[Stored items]
........

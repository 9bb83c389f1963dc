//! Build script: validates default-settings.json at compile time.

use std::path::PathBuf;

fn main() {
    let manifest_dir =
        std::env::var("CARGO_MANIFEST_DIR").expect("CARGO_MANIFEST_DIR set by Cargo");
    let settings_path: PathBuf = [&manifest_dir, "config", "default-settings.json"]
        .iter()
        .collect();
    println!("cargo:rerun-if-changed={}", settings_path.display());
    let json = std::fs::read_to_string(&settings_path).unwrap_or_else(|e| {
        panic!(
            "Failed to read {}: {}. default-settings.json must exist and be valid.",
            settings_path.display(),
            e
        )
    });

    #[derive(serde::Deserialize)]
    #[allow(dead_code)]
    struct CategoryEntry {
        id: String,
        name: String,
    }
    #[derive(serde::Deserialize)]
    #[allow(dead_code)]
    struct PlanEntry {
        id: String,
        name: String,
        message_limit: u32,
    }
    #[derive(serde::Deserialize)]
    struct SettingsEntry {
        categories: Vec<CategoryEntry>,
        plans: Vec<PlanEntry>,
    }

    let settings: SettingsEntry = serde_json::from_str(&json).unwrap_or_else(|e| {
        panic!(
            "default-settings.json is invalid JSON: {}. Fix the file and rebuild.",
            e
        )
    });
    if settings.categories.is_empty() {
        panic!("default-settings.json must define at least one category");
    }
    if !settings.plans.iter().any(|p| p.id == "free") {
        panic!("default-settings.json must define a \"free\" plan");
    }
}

........

▶ _Task instructions_: Within the records above, each line containing "iter" is to be returned.

▶ _Output of the exercise_:
        .iter()
    if !settings.plans.iter().any(|p| p.id == "free") {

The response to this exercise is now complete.